• Task description:
Every entry, from the first to the last, should be written out exactly.

------------

//! Validation utilities for the Garment Workshop backend

use rust_decimal::Decimal;
use thiserror::Error;

/// A field failed a domain rule
#[derive(Debug, Clone, PartialEq, Eq, Error)]
#[error("{field}: {message}")]
pub struct ValidationError {
    pub field: &'static str,
    pub message: &'static str,
}

impl ValidationError {
    fn new(field: &'static str, message: &'static str) -> Self {
        Self { field, message }
    }
}

// ============================================================================
// Production Validations
// ============================================================================

/// Validate a production count; only positive integers make sense
pub fn validate_count(count: i64) -> Result<Decimal, ValidationError> {
    if count <= 0 {
        return Err(ValidationError::new("count", "Count must be a positive integer"));
    }
    Ok(Decimal::from(count))
}

/// Validate a per-unit recipe amount
pub fn validate_recipe_amount(amount: Decimal) -> Result<(), ValidationError> {
    if amount <= Decimal::ZERO {
        return Err(ValidationError::new("amount", "Amount must be positive"));
    }
    Ok(())
}

// ============================================================================
// Stock Validations
// ============================================================================

/// Validate the counters of a storage lot
pub fn validate_lot_amounts(
    come_amount: Decimal,
    work_amount: Decimal,
    price: Decimal,
) -> Result<(), ValidationError> {
    if come_amount < Decimal::ZERO {
        return Err(ValidationError::new("come_amount", "Received amount cannot be negative"));
    }
    if work_amount < Decimal::ZERO {
        return Err(ValidationError::new("work_amount", "Work amount cannot be negative"));
    }
    if work_amount > come_amount {
        return Err(ValidationError::new(
            "work_amount",
            "Work amount cannot exceed received amount",
        ));
    }
    if price < Decimal::ZERO {
        return Err(ValidationError::new("price", "Price cannot be negative"));
    }
    if come_amount.checked_mul(price).is_none() {
        return Err(ValidationError::new("price", "Lot value is too large"));
    }
    Ok(())
}

// ============================================================================
// Catalogue Validations
// ============================================================================

/// Validate a material code: non-blank, no surrounding whitespace
pub fn validate_material_code(code: &str) -> Result<(), ValidationError> {
    if code.trim().is_empty() {
        return Err(ValidationError::new("code", "Material code is required"));
    }
    if code.trim() != code {
        return Err(ValidationError::new(
            "code",
            "Material code cannot start or end with whitespace",
        ));
    }
    Ok(())
}

/// A material's code is fixed once created; repeating it is allowed
pub fn validate_code_unchanged(
    current: &str,
    requested: Option<&str>,
) -> Result<(), ValidationError> {
    match requested {
        Some(code) if code != current => {
            Err(ValidationError::new("code", "Material code cannot be changed"))
        }
        _ => Ok(()),
    }
}
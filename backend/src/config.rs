//! Configuration management for the Garment Workshop backend
//!
//! Supports hierarchical configuration loading:
//! 1. Default values in code
//! 2. Configuration files (development.toml, production.toml)
//! 3. Environment variable overrides with GW_ prefix

use config::{ConfigError, Environment, File};
use serde::Deserialize;
use shared::AvailabilityFormula;

/// Main application configuration
#[derive(Debug, Deserialize, Clone)]
pub struct Config {
    /// Current environment (development, production)
    pub environment: String,

    /// Server configuration
    pub server: ServerConfig,

    /// Database configuration
    pub database: DatabaseConfig,

    /// Requirement calculator configuration
    pub calculator: CalculatorConfig,

    /// List-query cache configuration
    pub cache: CacheConfig,
}

#[derive(Debug, Deserialize, Clone)]
pub struct ServerConfig {
    /// Server port
    pub port: u16,

    /// Server host
    pub host: String,
}

#[derive(Debug, Deserialize, Clone)]
pub struct DatabaseConfig {
    /// PostgreSQL connection URL
    pub url: String,

    /// Maximum number of connections in the pool
    pub max_connections: u32,

    /// Minimum number of connections in the pool
    pub min_connections: u32,
}

#[derive(Debug, Deserialize, Clone, Default)]
pub struct CalculatorConfig {
    /// How an undepleted lot counts towards available stock
    pub availability_formula: AvailabilityFormula,
}

#[derive(Debug, Deserialize, Clone)]
pub struct CacheConfig {
    pub enabled: bool,

    /// Maximum cached list results per entity
    pub capacity: usize,
}

impl Config {
    /// Load configuration from files and environment variables
    pub fn load() -> Result<Self, ConfigError> {
        let environment = std::env::var("GW_ENVIRONMENT").unwrap_or_else(|_| "development".into());

        let config = config::Config::builder()
            // Start with default values
            .set_default("environment", environment.clone())?
            .set_default("server.port", 3000)?
            .set_default("server.host", "0.0.0.0")?
            .set_default("database.max_connections", 10)?
            .set_default("database.min_connections", 2)?
            .set_default("calculator.availability_formula", "received")?
            .set_default("cache.enabled", true)?
            .set_default("cache.capacity", 256)?
            // Load environment-specific config file
            .add_source(File::with_name(&format!("config/{}", environment)).required(false))
            // Override with environment variables (GW_ prefix)
            .add_source(
                Environment::with_prefix("GW")
                    .separator("__")
                    .try_parsing(true),
            )
            .build()?;

        config.try_deserialize()
    }
}
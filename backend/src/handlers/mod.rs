//! HTTP handlers for the Garment Workshop API

mod calculate;
mod clothes;
mod clothes_material;
mod health;
mod material;
mod storage;

pub use calculate::*;
pub use clothes::*;
pub use clothes_material::*;
pub use health::*;
pub use material::*;
pub use storage::*;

------------

• Exercise output:
//! Validation utilities for the Garment Workshop backend

use rust_decimal::Decimal;
use thiserror::Error;

/// A field failed a domain rule
#[derive(Debug, Clone, PartialEq, Eq, Error)]
#[error("{field}: {message}")]
pub struct ValidationError {
    pub field: &'static str,
    pub message: &'static str,
}

impl ValidationError {
    fn new(field: &'static str, message: &'static str) -> Self {
        Self { field, message }
    }
}

// ============================================================================
// Production Validations
// ============================================================================

/// Validate a production count; only positive integers make sense
pub fn validate_count(count: i64) -> Result<Decimal, ValidationError> {
    if count <= 0 {
        return Err(ValidationError::new("count", "Count must be a positive integer"));
    }
    Ok(Decimal::from(count))
}

/// Validate a per-unit recipe amount
pub fn validate_recipe_amount(amount: Decimal) -> Result<(), ValidationError> {
    if amount <= Decimal::ZERO {
        return Err(ValidationError::new("amount", "Amount must be positive"));
    }
    Ok(())
}

// ============================================================================
// Stock Validations
// ============================================================================

/// Validate the counters of a storage lot
pub fn validate_lot_amounts(
    come_amount: Decimal,
    work_amount: Decimal,
    price: Decimal,
) -> Result<(), ValidationError> {
    if come_amount < Decimal::ZERO {
        return Err(ValidationError::new("come_amount", "Received amount cannot be negative"));
    }
    if work_amount < Decimal::ZERO {
        return Err(ValidationError::new("work_amount", "Work amount cannot be negative"));
    }
    if work_amount > come_amount {
        return Err(ValidationError::new(
            "work_amount",
            "Work amount cannot exceed received amount",
        ));
    }
    if price < Decimal::ZERO {
        return Err(ValidationError::new("price", "Price cannot be negative"));
    }
    if come_amount.checked_mul(price).is_none() {
        return Err(ValidationError::new("price", "Lot value is too large"));
    }
    Ok(())
}

// ============================================================================
// Catalogue Validations
// ============================================================================

/// Validate a material code: non-blank, no surrounding whitespace
pub fn validate_material_code(code: &str) -> Result<(), ValidationError> {
    if code.trim().is_empty() {
        return Err(ValidationError::new("code", "Material code is required"));
    }
    if code.trim() != code {
        return Err(ValidationError::new(
            "code",
            "Material code cannot start or end with whitespace",
        ));
    }
    Ok(())
}

/// A material's code is fixed once created; repeating it is allowed
pub fn validate_code_unchanged(
    current: &str,
    requested: Option<&str>,
) -> Result<(), ValidationError> {
    match requested {
        Some(code) if code != current => {
            Err(ValidationError::new("code", "Material code cannot be changed"))
        }
        _ => Ok(()),
    }
}
filename backend/src/config.rs
//! Configuration management for the Garment Workshop backend
//!
//! Supports hierarchical configuration loading:
//! 1. Default values in code
//! 2. Configuration files (development.toml, production.toml)
//! 3. Environment variable overrides with GW_ prefix

use config::{ConfigError, Environment, File};
use serde::Deserialize;
use shared::AvailabilityFormula;

/// Main application configuration
#[derive(Debug, Deserialize, Clone)]
pub struct Config {
    /// Current environment (development, production)
    pub environment: String,

    /// Server configuration
    pub server: ServerConfig,

    /// Database configuration
    pub database: DatabaseConfig,

    /// Requirement calculator configuration
    pub calculator: CalculatorConfig,

    /// List-query cache configuration
    pub cache: CacheConfig,
}

#[derive(Debug, Deserialize, Clone)]
pub struct ServerConfig {
    /// Server port
    pub port: u16,

    /// Server host
    pub host: String,
}

#[derive(Debug, Deserialize, Clone)]
pub struct DatabaseConfig {
    /// PostgreSQL connection URL
    pub url: String,

    /// Maximum number of connections in the pool
    pub max_connections: u32,

    /// Minimum number of connections in the pool
    pub min_connections: u32,
}

#[derive(Debug, Deserialize, Clone, Default)]
pub struct CalculatorConfig {
    /// How an undepleted lot counts towards available stock
    pub availability_formula: AvailabilityFormula,
}

#[derive(Debug, Deserialize, Clone)]
pub struct CacheConfig {
    pub enabled: bool,

    /// Maximum cached list results per entity
    pub capacity: usize,
}

impl Config {
    /// Load configuration from files and environment variables
    pub fn load() -> Result<Self, ConfigError> {
        let environment = std::env::var("GW_ENVIRONMENT").unwrap_or_else(|_| "development".into());

        let config = config::Config::builder()
            // Start with default values
            .set_default("environment", environment.clone())?
            .set_default("server.port", 3000)?
            .set_default("server.host", "0.0.0.0")?
            .set_default("database.max_connections", 10)?
            .set_default("database.min_connections", 2)?
            .set_default("calculator.availability_formula", "received")?
            .set_default("cache.enabled", true)?
            .set_default("cache.capacity", 256)?
            // Load environment-specific config file
            .add_source(File::with_name(&format!("config/{}", environment)).required(false))
            // Override with environment variables (GW_ prefix)
            .add_source(
                Environment::with_prefix("GW")
                    .separator("__")
                    .try_parsing(true),
            )
            .build()?;

        config.try_deserialize()
    }
}
filename backend/src/handlers/mod.rs
//! HTTP handlers for the Garment Workshop API

mod calculate;
mod clothes;
mod clothes_material;
mod health;
mod material;
mod storage;

pub use calculate::*;
pub use clothes::*;
pub use clothes_material::*;
pub use health::*;
pub use material::*;
pub use storage::*;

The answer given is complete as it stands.